_Work instruction:_ Which of the lines below holds the string "recovered"? Copy every line that does.

_Stored items:_
//! Password-based file encryption and checksum verification.
//!
//! Files are sealed into a small container (`PWSEAL | salt | IV | ciphertext`)
//! using PBKDF2-HMAC-SHA256 and AES-256-CBC. The container carries no
//! authentication tag: decrypting with a wrong password can produce garbage
//! instead of an error, so pair decryption with a digest check
//! ([`decrypt_file_checked`]) when correctness matters.

pub mod crypto;
pub mod digest;
mod error;
pub mod format;
pub mod notify;
pub mod storage;

pub use crate::digest::{HashAlgorithm, Source};
pub use crate::error::{CryptError, Result};
pub use crate::notify::{Event, LogNotifier, Notifier, Operation, Stage};

use crate::format::Container;
use crate::notify::emit;
use std::fmt;
use std::path::Path;
use zeroize::Zeroizing;

/// Result of an orchestrator call: a success flag and a human-readable message.
#[derive(Debug, Clone, PartialEq, Eq)]
pub struct Outcome {
    success: bool,
    message: String,
}

impl Outcome {
    pub fn ok(message: impl Into<String>) -> Self {
        Self {
            success: true,
            message: message.into(),
        }
    }

    pub fn failed(message: impl Into<String>) -> Self {
        Self {
            success: false,
            message: message.into(),
        }
    }

    pub fn success(&self) -> bool {
        self.success
    }

    pub fn message(&self) -> &str {
        &self.message
    }
}

impl fmt::Display for Outcome {
    fn fmt(&self, f: &mut fmt::Formatter<'_>) -> fmt::Result {
        f.write_str(&self.message)
    }
}

/// Expected digest of the recovered plaintext.
#[derive(Debug, Clone)]
pub struct DigestCheck {
    pub algorithm: HashAlgorithm,
    pub expected: String,
}

impl DigestCheck {
    pub fn new(algorithm: HashAlgorithm, expected: impl Into<String>) -> Self {
        Self {
            algorithm,
            expected: expected.into(),
        }
    }
}

/// Encrypt plaintext into a serialized container with fresh salt and IV.
pub fn encrypt_to_vec(plaintext: &[u8], password: Zeroizing<String>) -> Result<Vec<u8>> {
    encrypt_with_notifier(plaintext, password, None)
}

/// Parse a container and decrypt it.
///
/// A wrong password yields [`CryptError::Padding`] or, rarely, garbage bytes.
pub fn decrypt_to_vec(data: &[u8], password: Zeroizing<String>) -> Result<Zeroizing<Vec<u8>>> {
    decrypt_with_notifier(data, password, None)
}

/// Encrypt `input` into a container at `output`.
///
/// Returns the number of plaintext bytes sealed.
pub fn try_encrypt_file(
    input: &Path,
    output: &Path,
    password: Zeroizing<String>,
    notifier: Option<&dyn Notifier>,
) -> Result<u64> {
    let op = Operation::Encrypt;

    stage(notifier, op, Stage::Reading);
    let plaintext = storage::read_all(input)?;

    let container = encrypt_with_notifier(&plaintext, password, notifier)?;

    stage(notifier, op, Stage::Writing);
    storage::write_atomic(output, &container)?;

    Ok(plaintext.len() as u64)
}

/// Decrypt the container at `input` into `output`.
///
/// Returns the number of plaintext bytes recovered.
pub fn try_decrypt_file(
    input: &Path,
    output: &Path,
    password: Zeroizing<String>,
    check: Option<&DigestCheck>,
    notifier: Option<&dyn Notifier>,
) -> Result<u64> {
    let op = Operation::Decrypt;

    stage(notifier, op, Stage::Reading);
    let data = storage::read_all(input)?;

    let plaintext = decrypt_with_notifier(&data, password, notifier)?;

    if let Some(check) = check {
        stage(notifier, op, Stage::Verifying);
        digest::check(Source::Bytes(&plaintext), check.algorithm, &check.expected)?;
    }

    stage(notifier, op, Stage::Writing);
    storage::write_atomic(output, &plaintext)?;

    Ok(plaintext.len() as u64)
}

/// Encrypt a file, reporting the result as an [`Outcome`].
///
/// On failure `output` is not created, or left untouched if it exists.
pub fn encrypt_file(
    input: &Path,
    output: &Path,
    password: Zeroizing<String>,
    notifier: Option<&dyn Notifier>,
) -> Outcome {
    let result = try_encrypt_file(input, output, password, notifier);
    finish(Operation::Encrypt, input, output, result, notifier)
}

/// Decrypt a file, reporting the result as an [`Outcome`].
///
/// Success only means the padding was valid, not that the password was right.
pub fn decrypt_file(
    input: &Path,
    output: &Path,
    password: Zeroizing<String>,
    notifier: Option<&dyn Notifier>,
) -> Outcome {
    decrypt_file_checked(input, output, password, None, notifier)
}

/// Decrypt a file and, if `check` is given, require the plaintext digest to
/// match before anything is written.
pub fn decrypt_file_checked(
    input: &Path,
    output: &Path,
    password: Zeroizing<String>,
    check: Option<&DigestCheck>,
    notifier: Option<&dyn Notifier>,
) -> Outcome {
    let result = try_decrypt_file(input, output, password, check, notifier);
    finish(Operation::Decrypt, input, output, result, notifier)
}

fn encrypt_with_notifier(
    plaintext: &[u8],
    password: Zeroizing<String>,
    notifier: Option<&dyn Notifier>,
) -> Result<Vec<u8>> {
    let op = Operation::Encrypt;

    let salt = crypto::generate_salt()?;
    let iv = crypto::generate_iv()?;

    stage(notifier, op, Stage::DerivingKey);
    let key = crypto::derive_key(&password, &salt)?;
    drop(password);

    stage(notifier, op, Stage::Transforming);
    let ciphertext = crypto::encrypt_block(plaintext, key.as_slice(), &iv)?;

    Ok(format::serialize(&Container::new(salt, iv, ciphertext)))
}

fn decrypt_with_notifier(
    data: &[u8],
    password: Zeroizing<String>,
    notifier: Option<&dyn Notifier>,
) -> Result<Zeroizing<Vec<u8>>> {
    let op = Operation::Decrypt;

    let container = format::parse(data)?;

    stage(notifier, op, Stage::DerivingKey);
    let key = crypto::derive_key(&password, container.salt())?;
    drop(password);

    stage(notifier, op, Stage::Transforming);
    crypto::decrypt_block(container.ciphertext(), key.as_slice(), container.iv())
}

fn stage(notifier: Option<&dyn Notifier>, operation: Operation, stage: Stage) {
    emit(notifier, Event::Stage { operation, stage });
}

fn finish(
    operation: Operation,
    input: &Path,
    output: &Path,
    result: Result<u64>,
    notifier: Option<&dyn Notifier>,
) -> Outcome {
    let outcome = match result {
        Ok(bytes) => Outcome::ok(format!(
            "{operation}ed '{}' -> '{}' ({bytes} bytes)",
            input.display(),
            output.display()
        )),
        Err(e) => Outcome::failed(format!(
            "failed to {operation} '{}': {e}",
            input.display()
        )),
    };

    emit(
        notifier,
        Event::Finished {
            operation,
            outcome: &outcome,
        },
    );
    outcome
}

_Written response:_
/// Expected digest of the recovered plaintext.
/// Returns the number of plaintext bytes recovered.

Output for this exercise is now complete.